What the task asks: What is needed is a copy of each line in the listing that contains "collector".

+++ Material for this task +++

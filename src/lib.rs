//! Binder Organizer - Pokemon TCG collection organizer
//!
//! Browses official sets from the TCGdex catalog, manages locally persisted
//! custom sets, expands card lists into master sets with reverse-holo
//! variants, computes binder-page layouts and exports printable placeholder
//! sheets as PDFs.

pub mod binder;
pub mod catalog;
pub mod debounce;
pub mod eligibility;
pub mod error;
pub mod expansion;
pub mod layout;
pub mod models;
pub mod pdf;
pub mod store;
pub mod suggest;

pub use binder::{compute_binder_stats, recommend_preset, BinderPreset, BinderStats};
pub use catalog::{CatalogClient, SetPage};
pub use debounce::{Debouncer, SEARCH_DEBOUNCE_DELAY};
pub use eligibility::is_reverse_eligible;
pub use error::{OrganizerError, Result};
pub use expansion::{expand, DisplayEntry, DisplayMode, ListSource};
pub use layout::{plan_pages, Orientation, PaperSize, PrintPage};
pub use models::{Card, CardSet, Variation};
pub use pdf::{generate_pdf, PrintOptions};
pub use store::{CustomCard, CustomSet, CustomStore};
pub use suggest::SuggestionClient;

+++
+++ Material for this task +++

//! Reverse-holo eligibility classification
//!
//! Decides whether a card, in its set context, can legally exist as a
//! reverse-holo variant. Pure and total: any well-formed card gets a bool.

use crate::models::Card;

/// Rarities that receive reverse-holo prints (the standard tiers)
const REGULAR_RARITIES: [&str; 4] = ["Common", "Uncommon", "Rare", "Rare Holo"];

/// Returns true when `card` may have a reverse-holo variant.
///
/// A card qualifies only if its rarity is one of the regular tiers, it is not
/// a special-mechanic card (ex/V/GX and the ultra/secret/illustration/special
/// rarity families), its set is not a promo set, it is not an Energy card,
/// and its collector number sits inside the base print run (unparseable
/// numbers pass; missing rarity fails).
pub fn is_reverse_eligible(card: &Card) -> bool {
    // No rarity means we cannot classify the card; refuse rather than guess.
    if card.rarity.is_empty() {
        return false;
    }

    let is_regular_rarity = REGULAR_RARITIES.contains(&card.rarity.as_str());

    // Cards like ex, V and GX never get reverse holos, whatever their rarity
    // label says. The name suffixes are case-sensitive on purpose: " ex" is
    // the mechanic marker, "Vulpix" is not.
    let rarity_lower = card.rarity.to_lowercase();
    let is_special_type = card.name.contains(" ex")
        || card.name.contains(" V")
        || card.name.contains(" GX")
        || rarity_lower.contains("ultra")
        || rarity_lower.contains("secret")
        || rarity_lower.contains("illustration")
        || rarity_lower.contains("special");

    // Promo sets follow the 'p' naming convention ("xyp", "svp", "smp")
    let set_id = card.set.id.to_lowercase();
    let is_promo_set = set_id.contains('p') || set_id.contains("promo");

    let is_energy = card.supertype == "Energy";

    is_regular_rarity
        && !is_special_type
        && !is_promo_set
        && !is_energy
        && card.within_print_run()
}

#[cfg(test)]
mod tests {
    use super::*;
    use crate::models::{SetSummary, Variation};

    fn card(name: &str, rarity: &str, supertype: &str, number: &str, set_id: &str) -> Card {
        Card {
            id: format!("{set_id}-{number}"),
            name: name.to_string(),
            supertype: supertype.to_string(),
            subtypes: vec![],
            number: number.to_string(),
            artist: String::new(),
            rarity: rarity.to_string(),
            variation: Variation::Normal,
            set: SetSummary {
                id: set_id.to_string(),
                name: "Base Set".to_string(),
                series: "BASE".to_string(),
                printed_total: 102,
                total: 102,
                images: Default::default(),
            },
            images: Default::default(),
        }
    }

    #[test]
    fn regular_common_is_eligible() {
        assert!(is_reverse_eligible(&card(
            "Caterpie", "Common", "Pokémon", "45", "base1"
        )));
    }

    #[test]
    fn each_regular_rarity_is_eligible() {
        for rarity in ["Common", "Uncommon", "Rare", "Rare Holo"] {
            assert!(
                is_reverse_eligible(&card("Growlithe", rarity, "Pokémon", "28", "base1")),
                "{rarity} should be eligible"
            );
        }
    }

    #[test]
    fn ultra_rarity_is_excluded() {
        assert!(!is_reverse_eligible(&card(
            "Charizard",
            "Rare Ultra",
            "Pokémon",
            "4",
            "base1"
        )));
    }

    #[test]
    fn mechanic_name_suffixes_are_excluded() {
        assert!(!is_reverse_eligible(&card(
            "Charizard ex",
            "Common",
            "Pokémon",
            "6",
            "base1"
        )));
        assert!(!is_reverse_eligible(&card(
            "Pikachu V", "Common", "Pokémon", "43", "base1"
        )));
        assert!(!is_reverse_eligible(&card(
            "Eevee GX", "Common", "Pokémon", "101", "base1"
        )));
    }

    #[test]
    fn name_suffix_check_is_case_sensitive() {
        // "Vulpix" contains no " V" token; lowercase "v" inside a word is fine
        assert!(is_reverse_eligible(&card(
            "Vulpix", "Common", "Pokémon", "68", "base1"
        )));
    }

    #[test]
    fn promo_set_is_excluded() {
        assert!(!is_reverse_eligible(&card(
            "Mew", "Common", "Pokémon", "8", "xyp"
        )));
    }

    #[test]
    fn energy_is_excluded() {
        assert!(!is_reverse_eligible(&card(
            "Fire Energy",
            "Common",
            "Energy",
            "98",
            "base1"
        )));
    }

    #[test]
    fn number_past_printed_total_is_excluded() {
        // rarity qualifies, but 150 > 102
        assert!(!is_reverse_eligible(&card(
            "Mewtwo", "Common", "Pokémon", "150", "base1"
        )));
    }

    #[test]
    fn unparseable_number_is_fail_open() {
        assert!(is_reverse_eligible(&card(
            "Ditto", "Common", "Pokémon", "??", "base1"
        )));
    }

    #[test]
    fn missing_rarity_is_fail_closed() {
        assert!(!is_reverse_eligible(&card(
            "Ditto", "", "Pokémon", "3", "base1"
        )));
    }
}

+++
+++ Material for this task +++

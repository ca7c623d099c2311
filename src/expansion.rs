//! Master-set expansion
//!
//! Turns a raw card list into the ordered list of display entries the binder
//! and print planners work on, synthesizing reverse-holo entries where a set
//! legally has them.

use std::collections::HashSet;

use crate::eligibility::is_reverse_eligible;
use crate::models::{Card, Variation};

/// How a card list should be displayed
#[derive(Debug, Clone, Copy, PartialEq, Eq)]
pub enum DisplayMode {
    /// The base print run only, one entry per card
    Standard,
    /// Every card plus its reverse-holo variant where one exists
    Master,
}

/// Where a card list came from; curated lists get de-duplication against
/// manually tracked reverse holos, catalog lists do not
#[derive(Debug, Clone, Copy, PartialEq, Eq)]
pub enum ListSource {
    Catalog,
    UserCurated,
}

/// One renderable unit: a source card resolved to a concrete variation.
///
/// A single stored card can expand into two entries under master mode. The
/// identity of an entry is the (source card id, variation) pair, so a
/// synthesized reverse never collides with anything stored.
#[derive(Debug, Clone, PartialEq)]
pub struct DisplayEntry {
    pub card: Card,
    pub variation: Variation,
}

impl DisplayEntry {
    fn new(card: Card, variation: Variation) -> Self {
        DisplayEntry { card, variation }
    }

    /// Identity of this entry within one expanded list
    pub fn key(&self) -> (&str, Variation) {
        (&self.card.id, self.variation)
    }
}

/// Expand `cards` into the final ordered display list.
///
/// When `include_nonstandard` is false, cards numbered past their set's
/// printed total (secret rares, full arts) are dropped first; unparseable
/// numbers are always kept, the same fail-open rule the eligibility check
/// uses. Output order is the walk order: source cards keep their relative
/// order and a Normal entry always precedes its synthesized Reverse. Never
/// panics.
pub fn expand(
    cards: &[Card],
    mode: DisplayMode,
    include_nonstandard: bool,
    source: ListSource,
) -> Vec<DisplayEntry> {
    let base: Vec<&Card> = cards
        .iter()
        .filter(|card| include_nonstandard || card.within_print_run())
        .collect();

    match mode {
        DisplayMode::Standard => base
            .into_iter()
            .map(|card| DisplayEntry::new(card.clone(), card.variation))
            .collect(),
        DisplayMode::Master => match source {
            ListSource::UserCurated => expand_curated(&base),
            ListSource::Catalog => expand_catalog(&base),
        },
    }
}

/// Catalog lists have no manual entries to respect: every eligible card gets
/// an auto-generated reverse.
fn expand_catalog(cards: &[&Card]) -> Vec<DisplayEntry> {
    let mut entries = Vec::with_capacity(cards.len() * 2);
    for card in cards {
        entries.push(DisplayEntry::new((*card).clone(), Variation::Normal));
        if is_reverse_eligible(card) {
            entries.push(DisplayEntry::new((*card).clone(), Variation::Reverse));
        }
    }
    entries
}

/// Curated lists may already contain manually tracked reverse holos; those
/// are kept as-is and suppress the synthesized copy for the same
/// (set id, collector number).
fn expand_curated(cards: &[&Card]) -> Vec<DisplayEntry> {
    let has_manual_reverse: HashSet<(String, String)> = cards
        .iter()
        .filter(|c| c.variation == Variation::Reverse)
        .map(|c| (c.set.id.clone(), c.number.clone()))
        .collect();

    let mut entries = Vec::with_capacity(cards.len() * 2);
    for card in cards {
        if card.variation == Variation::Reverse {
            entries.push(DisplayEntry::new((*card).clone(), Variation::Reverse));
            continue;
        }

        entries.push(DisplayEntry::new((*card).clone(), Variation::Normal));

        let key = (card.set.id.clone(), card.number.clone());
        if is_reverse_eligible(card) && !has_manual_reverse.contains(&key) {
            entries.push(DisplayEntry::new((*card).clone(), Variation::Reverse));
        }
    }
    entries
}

+++

Result for this exercise:
/// and its collector number sits inside the base print run (unparseable
/// (set id, collector number).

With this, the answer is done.